» EXERCISE INPUTS:

______

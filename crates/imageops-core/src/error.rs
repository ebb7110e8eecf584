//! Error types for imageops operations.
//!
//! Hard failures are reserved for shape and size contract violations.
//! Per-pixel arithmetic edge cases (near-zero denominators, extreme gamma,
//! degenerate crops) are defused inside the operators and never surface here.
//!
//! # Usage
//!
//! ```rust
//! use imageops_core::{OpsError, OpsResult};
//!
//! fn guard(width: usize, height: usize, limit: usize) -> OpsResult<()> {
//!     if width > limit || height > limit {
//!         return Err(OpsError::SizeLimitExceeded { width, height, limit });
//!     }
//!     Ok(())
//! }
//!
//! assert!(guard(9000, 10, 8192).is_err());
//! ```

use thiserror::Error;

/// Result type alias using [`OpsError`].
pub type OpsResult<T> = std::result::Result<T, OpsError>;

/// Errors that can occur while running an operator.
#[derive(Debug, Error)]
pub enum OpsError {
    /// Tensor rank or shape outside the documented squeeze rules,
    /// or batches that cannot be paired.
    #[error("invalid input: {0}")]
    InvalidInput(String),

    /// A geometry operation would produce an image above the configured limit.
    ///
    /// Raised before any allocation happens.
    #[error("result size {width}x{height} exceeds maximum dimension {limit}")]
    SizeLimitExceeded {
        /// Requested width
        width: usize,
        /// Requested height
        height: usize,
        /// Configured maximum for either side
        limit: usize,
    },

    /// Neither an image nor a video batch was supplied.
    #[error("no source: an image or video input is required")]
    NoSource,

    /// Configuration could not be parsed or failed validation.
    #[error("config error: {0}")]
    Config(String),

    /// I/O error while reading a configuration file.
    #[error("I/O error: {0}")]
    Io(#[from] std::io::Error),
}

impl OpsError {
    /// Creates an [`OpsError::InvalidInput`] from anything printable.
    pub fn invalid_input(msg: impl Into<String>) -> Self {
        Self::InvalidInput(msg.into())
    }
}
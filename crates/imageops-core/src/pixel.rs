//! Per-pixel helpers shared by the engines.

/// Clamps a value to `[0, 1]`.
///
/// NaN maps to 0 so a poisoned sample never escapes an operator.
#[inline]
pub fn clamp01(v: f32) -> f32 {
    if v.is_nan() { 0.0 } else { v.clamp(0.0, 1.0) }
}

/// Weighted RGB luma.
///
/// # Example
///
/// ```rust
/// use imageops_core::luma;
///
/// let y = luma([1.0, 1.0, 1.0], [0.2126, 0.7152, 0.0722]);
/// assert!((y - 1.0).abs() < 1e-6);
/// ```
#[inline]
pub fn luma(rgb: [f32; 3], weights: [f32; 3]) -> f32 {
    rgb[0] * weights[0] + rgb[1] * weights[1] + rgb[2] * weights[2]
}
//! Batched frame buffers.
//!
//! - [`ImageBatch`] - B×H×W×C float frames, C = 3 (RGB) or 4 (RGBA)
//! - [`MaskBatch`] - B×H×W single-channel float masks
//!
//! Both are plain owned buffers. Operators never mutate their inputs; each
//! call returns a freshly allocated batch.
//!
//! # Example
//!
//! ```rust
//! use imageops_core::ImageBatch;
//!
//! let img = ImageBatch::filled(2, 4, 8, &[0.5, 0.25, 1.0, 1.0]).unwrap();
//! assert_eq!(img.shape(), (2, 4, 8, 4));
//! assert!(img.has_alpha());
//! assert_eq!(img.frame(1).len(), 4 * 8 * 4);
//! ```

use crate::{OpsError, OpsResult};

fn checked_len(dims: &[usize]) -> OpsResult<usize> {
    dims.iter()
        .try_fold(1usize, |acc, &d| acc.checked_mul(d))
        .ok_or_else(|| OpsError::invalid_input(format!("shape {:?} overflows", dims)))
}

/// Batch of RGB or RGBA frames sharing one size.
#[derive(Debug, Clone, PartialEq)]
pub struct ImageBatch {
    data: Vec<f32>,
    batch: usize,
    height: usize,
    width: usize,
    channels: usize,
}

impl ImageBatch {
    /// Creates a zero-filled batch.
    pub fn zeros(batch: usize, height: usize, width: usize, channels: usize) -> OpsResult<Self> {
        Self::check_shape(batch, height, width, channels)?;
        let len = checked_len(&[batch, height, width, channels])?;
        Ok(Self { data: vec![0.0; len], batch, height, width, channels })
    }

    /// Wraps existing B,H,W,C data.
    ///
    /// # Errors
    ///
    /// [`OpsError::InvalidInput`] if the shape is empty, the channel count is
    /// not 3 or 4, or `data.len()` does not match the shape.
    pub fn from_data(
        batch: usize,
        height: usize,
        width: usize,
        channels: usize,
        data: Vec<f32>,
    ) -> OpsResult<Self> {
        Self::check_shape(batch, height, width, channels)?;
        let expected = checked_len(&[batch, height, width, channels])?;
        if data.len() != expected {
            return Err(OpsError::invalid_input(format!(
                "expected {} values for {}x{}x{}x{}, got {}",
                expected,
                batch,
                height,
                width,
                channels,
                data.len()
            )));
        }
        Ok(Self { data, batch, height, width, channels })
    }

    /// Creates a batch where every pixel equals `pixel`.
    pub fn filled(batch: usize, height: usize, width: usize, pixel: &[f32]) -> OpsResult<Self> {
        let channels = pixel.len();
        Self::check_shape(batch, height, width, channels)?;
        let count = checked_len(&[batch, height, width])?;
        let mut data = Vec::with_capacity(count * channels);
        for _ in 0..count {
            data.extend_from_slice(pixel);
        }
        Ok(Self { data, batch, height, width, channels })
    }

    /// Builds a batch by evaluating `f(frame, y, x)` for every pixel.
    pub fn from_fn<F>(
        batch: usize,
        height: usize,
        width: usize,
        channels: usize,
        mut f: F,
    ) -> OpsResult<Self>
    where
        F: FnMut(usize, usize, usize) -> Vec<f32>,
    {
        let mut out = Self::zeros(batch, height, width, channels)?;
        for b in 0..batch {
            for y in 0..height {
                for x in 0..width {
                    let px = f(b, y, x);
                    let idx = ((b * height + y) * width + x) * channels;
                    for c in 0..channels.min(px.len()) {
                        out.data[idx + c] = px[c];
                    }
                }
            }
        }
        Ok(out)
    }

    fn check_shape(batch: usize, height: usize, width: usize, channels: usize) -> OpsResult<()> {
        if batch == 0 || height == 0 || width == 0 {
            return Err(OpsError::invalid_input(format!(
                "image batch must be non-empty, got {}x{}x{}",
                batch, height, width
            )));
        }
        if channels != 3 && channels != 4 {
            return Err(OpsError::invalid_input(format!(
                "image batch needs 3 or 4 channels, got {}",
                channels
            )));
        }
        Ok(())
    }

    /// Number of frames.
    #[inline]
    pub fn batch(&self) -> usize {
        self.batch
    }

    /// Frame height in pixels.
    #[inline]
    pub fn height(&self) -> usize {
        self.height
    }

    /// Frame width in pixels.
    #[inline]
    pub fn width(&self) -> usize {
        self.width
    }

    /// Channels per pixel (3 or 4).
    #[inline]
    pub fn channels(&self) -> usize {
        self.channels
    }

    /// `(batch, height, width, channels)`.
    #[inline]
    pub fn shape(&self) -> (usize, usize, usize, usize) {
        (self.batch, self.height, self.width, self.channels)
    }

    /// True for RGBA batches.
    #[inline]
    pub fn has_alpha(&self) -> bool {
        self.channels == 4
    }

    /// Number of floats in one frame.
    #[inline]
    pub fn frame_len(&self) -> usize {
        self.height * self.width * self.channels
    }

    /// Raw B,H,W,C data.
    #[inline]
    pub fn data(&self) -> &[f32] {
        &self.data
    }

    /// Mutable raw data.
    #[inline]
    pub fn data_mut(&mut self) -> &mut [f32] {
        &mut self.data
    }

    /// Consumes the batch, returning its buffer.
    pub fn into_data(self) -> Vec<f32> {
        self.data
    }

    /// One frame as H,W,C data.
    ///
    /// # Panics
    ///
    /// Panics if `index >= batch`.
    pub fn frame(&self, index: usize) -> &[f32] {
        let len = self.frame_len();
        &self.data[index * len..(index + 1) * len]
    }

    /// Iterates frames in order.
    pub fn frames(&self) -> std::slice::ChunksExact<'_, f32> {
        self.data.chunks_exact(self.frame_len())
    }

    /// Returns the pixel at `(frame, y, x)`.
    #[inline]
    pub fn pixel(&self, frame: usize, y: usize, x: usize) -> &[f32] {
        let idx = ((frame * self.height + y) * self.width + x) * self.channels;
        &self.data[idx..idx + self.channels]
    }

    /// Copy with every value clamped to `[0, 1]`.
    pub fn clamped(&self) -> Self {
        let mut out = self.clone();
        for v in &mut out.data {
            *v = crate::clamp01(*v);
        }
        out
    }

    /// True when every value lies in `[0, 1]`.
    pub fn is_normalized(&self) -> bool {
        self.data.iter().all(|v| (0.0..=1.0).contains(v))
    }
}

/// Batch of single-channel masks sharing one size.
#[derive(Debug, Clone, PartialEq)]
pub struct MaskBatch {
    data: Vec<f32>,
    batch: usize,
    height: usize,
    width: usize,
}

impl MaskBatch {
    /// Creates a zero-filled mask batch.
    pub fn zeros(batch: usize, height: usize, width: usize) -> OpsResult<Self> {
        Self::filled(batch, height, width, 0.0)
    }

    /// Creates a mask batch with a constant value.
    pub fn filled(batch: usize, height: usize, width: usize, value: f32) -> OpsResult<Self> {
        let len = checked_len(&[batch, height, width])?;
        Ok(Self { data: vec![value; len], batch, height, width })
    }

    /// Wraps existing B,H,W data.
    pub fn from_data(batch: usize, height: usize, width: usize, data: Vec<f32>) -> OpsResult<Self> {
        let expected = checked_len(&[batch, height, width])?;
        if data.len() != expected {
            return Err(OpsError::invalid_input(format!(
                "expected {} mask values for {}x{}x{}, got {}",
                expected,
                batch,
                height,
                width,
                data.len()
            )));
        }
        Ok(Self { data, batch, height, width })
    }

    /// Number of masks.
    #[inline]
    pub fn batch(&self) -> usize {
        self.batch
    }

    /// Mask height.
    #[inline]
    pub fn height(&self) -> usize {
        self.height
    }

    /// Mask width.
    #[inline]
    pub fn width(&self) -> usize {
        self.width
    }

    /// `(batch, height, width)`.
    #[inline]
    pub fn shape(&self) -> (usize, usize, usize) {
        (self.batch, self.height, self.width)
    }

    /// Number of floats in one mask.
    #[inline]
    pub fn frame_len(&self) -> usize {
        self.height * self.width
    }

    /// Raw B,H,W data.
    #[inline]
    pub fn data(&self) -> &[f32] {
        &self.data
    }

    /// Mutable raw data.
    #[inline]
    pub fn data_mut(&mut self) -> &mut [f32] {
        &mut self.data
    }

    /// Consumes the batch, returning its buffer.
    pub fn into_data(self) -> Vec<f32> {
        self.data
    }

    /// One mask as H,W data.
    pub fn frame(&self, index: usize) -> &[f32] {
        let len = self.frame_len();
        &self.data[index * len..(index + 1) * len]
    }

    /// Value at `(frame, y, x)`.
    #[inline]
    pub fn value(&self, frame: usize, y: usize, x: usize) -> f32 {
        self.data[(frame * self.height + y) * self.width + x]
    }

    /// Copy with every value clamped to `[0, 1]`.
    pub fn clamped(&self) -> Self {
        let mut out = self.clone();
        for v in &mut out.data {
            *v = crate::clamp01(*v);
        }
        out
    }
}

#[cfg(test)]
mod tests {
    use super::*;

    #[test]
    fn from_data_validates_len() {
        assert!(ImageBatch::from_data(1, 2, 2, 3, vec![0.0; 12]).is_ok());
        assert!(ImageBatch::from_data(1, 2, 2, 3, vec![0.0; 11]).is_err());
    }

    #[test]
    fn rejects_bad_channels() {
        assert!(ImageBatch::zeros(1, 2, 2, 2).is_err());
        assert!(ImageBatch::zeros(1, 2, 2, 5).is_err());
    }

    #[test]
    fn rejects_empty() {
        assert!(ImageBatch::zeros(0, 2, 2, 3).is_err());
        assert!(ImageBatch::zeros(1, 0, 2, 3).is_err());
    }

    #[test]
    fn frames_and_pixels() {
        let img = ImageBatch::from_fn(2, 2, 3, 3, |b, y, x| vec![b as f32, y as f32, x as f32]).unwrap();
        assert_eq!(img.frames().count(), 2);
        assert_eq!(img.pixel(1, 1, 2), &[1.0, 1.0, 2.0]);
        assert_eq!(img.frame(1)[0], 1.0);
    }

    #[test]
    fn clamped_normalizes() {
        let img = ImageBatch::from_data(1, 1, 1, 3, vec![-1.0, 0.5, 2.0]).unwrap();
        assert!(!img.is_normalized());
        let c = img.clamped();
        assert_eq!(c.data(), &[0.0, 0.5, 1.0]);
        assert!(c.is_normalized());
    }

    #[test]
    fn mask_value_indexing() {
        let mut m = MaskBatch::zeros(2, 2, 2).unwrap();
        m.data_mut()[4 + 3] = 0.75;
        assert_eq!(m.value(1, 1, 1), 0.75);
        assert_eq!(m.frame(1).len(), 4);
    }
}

______

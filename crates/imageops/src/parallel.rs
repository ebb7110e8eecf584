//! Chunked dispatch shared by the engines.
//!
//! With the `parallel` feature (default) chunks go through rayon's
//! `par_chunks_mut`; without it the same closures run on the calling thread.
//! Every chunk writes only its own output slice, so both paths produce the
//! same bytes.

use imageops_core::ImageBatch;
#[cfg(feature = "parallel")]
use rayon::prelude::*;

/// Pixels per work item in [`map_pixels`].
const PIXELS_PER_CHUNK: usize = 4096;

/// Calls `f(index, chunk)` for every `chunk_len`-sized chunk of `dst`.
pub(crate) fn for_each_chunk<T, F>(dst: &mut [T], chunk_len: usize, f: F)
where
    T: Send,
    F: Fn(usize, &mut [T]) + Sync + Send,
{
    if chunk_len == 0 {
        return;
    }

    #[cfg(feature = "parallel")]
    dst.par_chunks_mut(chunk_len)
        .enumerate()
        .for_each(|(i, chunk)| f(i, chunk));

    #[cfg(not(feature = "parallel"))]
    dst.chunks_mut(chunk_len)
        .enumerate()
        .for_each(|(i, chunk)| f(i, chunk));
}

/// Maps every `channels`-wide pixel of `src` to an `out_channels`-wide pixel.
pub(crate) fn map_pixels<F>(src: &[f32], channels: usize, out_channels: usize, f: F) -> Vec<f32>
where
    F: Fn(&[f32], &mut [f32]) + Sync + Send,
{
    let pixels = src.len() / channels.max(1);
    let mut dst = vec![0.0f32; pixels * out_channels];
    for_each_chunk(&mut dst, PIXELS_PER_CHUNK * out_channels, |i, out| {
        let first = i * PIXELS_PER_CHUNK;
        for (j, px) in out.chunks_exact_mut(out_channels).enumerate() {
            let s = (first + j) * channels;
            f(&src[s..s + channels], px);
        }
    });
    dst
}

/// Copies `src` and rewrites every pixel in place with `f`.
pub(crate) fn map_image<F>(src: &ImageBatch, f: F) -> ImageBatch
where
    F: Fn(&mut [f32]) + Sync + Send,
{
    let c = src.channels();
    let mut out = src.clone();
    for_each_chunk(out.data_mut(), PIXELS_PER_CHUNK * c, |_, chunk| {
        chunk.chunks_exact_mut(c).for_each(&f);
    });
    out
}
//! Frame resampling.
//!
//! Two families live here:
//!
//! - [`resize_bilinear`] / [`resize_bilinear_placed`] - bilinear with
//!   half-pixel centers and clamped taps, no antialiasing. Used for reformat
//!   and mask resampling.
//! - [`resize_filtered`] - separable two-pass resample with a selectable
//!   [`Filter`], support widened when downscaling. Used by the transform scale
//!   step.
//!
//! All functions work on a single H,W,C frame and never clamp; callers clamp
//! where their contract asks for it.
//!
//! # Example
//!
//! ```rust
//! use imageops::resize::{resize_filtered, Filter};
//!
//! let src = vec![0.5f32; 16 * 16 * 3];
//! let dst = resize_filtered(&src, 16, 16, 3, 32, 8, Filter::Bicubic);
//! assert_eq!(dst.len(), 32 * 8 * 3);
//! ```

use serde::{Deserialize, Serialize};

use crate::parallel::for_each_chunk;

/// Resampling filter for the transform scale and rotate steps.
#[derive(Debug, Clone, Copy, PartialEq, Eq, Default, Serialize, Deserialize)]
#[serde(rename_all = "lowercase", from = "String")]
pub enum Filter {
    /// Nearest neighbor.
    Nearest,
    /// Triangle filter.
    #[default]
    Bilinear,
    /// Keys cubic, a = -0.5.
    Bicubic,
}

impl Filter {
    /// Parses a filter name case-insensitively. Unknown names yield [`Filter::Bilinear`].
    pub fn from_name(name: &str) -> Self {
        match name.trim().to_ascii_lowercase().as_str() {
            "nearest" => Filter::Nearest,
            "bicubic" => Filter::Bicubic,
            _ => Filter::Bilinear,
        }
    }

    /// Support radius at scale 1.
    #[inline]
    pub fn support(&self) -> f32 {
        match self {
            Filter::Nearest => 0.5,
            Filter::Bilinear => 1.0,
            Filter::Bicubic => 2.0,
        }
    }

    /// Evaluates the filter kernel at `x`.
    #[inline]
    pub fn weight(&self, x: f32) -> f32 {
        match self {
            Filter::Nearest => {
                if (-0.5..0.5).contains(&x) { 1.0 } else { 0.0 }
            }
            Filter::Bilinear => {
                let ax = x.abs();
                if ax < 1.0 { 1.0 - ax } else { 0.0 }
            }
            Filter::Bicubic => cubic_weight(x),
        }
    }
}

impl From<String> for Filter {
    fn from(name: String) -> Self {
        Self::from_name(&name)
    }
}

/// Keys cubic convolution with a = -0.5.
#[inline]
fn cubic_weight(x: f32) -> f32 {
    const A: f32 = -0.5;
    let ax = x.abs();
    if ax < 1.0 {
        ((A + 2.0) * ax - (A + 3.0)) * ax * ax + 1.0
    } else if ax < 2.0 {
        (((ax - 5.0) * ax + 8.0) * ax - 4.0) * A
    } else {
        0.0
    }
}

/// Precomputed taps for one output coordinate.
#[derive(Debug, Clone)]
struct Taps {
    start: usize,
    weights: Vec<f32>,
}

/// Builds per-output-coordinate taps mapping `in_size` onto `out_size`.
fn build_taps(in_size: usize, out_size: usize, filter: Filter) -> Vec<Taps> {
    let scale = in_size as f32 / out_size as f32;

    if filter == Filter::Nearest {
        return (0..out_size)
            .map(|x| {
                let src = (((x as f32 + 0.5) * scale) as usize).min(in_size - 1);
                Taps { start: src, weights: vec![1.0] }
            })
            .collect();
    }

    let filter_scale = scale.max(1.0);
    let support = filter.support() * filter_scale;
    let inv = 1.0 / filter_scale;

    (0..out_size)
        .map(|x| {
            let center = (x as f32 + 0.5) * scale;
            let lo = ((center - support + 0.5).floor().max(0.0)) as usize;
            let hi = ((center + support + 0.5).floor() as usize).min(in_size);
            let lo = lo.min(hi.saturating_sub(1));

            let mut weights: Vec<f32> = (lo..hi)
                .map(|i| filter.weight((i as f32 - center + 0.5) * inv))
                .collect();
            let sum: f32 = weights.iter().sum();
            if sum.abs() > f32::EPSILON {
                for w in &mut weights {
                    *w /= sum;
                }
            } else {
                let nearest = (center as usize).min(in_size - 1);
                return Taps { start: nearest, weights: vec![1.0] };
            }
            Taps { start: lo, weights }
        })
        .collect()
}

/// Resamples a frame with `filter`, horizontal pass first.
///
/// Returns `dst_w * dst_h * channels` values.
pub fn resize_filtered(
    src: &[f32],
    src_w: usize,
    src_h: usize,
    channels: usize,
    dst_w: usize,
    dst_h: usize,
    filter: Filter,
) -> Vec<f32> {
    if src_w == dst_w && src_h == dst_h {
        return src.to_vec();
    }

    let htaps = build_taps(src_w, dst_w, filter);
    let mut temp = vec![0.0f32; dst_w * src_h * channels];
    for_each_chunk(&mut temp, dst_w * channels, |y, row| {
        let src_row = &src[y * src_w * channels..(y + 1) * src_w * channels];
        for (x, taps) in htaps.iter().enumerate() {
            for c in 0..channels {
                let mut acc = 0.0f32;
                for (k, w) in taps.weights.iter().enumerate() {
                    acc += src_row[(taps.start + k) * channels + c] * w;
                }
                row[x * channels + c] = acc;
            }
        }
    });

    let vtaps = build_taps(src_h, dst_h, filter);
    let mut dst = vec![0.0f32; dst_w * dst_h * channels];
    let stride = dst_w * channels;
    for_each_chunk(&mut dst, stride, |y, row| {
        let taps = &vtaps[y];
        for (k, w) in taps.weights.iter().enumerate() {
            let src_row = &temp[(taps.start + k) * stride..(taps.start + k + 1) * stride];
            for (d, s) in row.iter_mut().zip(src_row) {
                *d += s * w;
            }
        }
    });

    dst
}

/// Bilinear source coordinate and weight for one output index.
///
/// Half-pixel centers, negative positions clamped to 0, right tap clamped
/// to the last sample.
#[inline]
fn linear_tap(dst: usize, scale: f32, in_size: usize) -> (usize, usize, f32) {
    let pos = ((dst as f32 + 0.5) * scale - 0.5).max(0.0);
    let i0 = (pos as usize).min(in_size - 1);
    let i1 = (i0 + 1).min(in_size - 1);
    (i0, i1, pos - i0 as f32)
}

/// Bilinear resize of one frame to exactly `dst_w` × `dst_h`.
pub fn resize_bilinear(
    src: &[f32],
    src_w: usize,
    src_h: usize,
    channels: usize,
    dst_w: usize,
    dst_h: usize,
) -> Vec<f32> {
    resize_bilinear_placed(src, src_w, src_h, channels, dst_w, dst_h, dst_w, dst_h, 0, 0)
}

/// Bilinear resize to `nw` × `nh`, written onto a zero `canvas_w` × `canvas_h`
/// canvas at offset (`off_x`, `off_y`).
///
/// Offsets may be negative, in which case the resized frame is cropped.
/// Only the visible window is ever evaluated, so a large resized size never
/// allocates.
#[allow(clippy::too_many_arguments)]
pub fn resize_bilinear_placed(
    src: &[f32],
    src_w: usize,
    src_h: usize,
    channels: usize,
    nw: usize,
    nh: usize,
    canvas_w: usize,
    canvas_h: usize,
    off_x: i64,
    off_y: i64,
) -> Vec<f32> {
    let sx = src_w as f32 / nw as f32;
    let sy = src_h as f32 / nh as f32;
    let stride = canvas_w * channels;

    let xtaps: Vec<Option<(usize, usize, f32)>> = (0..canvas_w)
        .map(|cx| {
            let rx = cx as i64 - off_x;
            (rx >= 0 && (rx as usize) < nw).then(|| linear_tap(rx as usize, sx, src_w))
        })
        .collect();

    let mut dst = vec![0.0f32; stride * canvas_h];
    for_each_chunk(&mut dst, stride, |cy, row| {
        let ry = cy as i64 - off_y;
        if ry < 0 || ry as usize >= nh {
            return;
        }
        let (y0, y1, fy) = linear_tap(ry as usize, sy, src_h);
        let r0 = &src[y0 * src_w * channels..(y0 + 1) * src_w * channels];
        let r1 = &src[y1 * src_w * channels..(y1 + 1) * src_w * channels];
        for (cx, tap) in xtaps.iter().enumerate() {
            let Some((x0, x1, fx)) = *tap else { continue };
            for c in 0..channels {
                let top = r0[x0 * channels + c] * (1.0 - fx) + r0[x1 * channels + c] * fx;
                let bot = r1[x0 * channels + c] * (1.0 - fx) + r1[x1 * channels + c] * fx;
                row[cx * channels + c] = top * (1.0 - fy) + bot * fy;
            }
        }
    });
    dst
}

______

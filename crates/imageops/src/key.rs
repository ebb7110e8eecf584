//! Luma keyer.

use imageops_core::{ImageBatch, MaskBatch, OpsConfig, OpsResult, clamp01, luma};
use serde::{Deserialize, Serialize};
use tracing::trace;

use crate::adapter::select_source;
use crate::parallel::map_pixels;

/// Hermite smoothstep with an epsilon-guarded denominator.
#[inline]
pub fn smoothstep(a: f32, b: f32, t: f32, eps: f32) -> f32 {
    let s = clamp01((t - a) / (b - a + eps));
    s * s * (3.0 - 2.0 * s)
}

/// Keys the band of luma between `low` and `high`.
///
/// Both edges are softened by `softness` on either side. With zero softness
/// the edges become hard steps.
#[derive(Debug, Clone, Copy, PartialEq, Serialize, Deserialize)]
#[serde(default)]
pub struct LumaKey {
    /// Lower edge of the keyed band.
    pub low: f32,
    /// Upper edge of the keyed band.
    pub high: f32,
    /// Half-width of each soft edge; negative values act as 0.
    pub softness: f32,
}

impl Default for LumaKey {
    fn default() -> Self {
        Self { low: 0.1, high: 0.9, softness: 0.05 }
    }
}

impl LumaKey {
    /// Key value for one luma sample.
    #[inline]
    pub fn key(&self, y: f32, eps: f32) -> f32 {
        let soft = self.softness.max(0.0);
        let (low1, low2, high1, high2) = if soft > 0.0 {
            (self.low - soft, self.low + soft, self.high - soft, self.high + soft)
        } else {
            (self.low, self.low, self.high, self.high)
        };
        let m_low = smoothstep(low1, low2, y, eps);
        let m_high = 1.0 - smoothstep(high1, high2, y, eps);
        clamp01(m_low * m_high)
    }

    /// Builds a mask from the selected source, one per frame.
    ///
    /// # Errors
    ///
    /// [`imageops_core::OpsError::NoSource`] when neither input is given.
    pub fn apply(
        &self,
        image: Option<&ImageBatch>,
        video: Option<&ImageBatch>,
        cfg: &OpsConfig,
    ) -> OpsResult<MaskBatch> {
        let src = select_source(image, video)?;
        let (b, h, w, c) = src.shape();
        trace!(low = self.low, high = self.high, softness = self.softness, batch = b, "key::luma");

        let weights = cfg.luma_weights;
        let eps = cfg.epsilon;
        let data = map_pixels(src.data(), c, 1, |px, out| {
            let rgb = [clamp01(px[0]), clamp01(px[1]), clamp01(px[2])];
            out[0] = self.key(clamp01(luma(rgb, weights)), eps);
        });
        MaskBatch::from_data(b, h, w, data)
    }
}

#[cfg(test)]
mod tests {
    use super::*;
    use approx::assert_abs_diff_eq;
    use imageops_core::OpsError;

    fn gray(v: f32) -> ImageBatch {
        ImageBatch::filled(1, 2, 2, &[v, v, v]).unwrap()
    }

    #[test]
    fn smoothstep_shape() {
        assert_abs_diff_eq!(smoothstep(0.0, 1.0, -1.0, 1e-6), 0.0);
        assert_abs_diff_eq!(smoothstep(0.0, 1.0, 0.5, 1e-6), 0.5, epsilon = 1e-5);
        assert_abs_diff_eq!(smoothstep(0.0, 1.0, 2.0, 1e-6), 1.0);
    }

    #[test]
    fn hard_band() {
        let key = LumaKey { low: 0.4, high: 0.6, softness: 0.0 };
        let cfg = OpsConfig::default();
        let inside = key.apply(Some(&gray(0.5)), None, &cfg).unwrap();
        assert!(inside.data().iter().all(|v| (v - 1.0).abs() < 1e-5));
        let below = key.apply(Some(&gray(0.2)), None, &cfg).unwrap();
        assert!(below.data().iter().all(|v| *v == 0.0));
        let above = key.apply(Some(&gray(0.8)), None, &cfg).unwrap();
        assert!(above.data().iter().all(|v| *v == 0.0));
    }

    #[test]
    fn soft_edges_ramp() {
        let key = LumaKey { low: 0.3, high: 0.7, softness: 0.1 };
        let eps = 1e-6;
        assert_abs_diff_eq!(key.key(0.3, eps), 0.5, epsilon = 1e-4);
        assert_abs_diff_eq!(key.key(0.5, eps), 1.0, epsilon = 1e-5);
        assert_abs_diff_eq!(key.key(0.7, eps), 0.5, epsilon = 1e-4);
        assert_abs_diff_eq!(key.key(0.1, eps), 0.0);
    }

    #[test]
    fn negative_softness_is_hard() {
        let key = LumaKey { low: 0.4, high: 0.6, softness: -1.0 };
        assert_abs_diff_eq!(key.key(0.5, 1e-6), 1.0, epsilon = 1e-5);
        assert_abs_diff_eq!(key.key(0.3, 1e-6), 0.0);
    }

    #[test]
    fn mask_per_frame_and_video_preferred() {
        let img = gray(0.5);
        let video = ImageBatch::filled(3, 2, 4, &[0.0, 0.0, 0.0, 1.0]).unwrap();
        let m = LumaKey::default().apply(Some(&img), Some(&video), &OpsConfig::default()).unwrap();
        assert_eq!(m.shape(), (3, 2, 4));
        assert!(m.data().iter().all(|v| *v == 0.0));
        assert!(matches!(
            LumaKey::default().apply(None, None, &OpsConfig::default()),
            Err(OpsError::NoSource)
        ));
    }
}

______

» TASK BRIEF: For this exercise, please output exactly the lines above starting at the line with "let mut out = Self::zeros(batch, height, width, channels)?;" and ending at the line with "batch must be", ends included.

» TASK OUTPUT:
        let mut out = Self::zeros(batch, height, width, channels)?;
        for b in 0..batch {
            for y in 0..height {
                for x in 0..width {
                    let px = f(b, y, x);
                    let idx = ((b * height + y) * width + x) * channels;
                    for c in 0..channels.min(px.len()) {
                        out.data[idx + c] = px[c];
                    }
                }
            }
        }
        Ok(out)
    }

    fn check_shape(batch: usize, height: usize, width: usize, channels: usize) -> OpsResult<()> {
        if batch == 0 || height == 0 || width == 0 {
            return Err(OpsError::invalid_input(format!(
                "image batch must be non-empty, got {}x{}x{}",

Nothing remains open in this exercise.